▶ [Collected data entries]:
###
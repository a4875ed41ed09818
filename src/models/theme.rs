use std::fmt;
use std::str::FromStr;

use serde::{Deserialize, Serialize};

pub const FONT_SCALE_MIN: f32 = 0.4;
pub const FONT_SCALE_MAX: f32 = 2.0;
pub const FONT_SCALE_STEP: f32 = 0.1;
pub const FONT_SCALE_DEFAULT: f32 = 1.0;

/// Light/dark behaviour selected by the user.
#[derive(Debug, Clone, Copy, PartialEq, Eq, Default, Serialize, Deserialize)]
pub enum ThemeMode {
    #[default]
    System,
    Light,
    Dark,
}

impl ThemeMode {
    pub fn as_str(&self) -> &'static str {
        match self {
            ThemeMode::System => "SYSTEM",
            ThemeMode::Light => "LIGHT",
            ThemeMode::Dark => "DARK",
        }
    }
}

impl fmt::Display for ThemeMode {
    fn fmt(&self, f: &mut fmt::Formatter<'_>) -> fmt::Result {
        f.write_str(self.as_str())
    }
}

impl FromStr for ThemeMode {
    type Err = ();

    fn from_str(s: &str) -> Result<Self, Self::Err> {
        match s {
            "SYSTEM" => Ok(ThemeMode::System),
            "LIGHT" => Ok(ThemeMode::Light),
            "DARK" => Ok(ThemeMode::Dark),
            _ => Err(()),
        }
    }
}

/// Colour palette the app is painted with.
#[derive(Debug, Clone, Copy, PartialEq, Eq, Default, Serialize, Deserialize)]
pub enum BaseTheme {
    #[default]
    Primavera,
    Verao,
}

impl BaseTheme {
    pub fn as_str(&self) -> &'static str {
        match self {
            BaseTheme::Primavera => "PRIMAVERA",
            BaseTheme::Verao => "VERAO",
        }
    }
}

impl fmt::Display for BaseTheme {
    fn fmt(&self, f: &mut fmt::Formatter<'_>) -> fmt::Result {
        f.write_str(self.as_str())
    }
}

impl FromStr for BaseTheme {
    type Err = ();

    fn from_str(s: &str) -> Result<Self, Self::Err> {
        match s {
            "PRIMAVERA" => Ok(BaseTheme::Primavera),
            "VERAO" => Ok(BaseTheme::Verao),
            _ => Err(()),
        }
    }
}

/// Everything the renderer needs to know about the user's display choices.
#[derive(Debug, Clone, Copy, PartialEq, Serialize, Deserialize)]
pub struct DisplaySettings {
    pub theme_mode: ThemeMode,
    pub base_theme: BaseTheme,
    pub dark_mode: bool,
    pub font_scale: f32,
}

impl Default for DisplaySettings {
    fn default() -> Self {
        Self {
            theme_mode: ThemeMode::default(),
            base_theme: BaseTheme::default(),
            dark_mode: false,
            font_scale: FONT_SCALE_DEFAULT,
        }
    }
}

/// Clamp a font multiplier into the supported range. NaN has no meaningful
/// position in the range and yields `None`.
pub fn clamp_font_scale(scale: f32) -> Option<f32> {
    if scale.is_nan() {
        return None;
    }
    Some(scale.clamp(FONT_SCALE_MIN, FONT_SCALE_MAX))
}

/// Move one slider step up or down, snapped to the nearest tenth.
pub fn step_font_scale(current: f32, steps: i32) -> f32 {
    let next = current + FONT_SCALE_STEP * steps as f32;
    let snapped = (next * 10.0).round() / 10.0;
    snapped.clamp(FONT_SCALE_MIN, FONT_SCALE_MAX)
}
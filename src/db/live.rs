use std::future::Future;

use futures::stream::{self, BoxStream, StreamExt};
use tokio::sync::watch;

use crate::error::Result;

/// Stream of query results that re-emits whenever the watched source changes.
pub type LiveStream<T> = BoxStream<'static, Result<T>>;

/// Run `query` now and again after every change signalled on `changes`.
///
/// A failed run is yielded as an `Err` item and the stream keeps waiting for
/// the next change. The stream ends once every sender is gone; dropping it
/// unsubscribes.
pub fn live_query<T, F, Fut>(changes: watch::Receiver<u64>, query: F) -> LiveStream<T>
where
    T: Send + 'static,
    F: FnMut() -> Fut + Send + 'static,
    Fut: Future<Output = Result<T>> + Send + 'static,
{
    stream::unfold(
        (changes, query, true),
        |(mut changes, mut query, first)| async move {
            if !first && changes.changed().await.is_err() {
                return None;
            }
            // Anything that lands while the query runs triggers another pass.
            changes.borrow_and_update();
            let item = query().await;
            Some((item, (changes, query, false)))
        },
    )
    .boxed()
}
###
▶ [What you have to do]: Lines holding the word "ThemeMode" in the entries above are the ones to pull out. Copy them all.

▶ [Answer to this problem]:
pub enum ThemeMode {
impl ThemeMode {
            ThemeMode::System => "SYSTEM",
            ThemeMode::Light => "LIGHT",
            ThemeMode::Dark => "DARK",
impl fmt::Display for ThemeMode {
impl FromStr for ThemeMode {
            "SYSTEM" => Ok(ThemeMode::System),
            "LIGHT" => Ok(ThemeMode::Light),
            "DARK" => Ok(ThemeMode::Dark),
    pub theme_mode: ThemeMode,
            theme_mode: ThemeMode::default(),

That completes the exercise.